Description of the task: In the records below, find each line holding the word "write" and copy it.

Entries provided:
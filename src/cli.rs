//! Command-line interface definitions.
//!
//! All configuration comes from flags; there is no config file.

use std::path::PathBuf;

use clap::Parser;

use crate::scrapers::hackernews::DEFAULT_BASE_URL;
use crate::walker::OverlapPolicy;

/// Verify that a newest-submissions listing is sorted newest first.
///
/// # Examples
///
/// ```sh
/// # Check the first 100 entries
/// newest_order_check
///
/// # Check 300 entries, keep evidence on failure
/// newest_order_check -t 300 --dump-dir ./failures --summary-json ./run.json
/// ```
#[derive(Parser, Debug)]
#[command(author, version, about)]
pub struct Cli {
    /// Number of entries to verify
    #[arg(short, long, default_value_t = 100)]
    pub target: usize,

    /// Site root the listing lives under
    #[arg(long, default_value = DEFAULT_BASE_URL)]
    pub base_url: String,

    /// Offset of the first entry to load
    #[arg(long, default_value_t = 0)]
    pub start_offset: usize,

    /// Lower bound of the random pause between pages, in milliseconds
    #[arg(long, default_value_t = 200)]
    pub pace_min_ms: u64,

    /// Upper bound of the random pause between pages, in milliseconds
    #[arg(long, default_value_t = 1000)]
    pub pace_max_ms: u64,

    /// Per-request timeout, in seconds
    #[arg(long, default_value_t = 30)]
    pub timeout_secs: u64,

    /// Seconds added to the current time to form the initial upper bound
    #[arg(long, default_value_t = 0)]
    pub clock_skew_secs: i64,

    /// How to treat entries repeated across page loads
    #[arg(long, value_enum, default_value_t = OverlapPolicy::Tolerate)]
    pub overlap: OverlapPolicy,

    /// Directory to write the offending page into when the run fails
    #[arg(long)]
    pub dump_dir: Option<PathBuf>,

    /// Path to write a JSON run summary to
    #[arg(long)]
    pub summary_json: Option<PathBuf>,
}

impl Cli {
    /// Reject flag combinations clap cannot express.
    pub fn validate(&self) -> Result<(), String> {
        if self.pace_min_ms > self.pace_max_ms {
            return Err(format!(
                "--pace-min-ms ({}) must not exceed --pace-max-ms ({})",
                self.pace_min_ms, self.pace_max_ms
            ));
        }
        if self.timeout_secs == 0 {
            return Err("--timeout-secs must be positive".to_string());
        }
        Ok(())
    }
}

Answer box:
    /// Directory to write the offending page into when the run fails
    /// Path to write a JSON run summary to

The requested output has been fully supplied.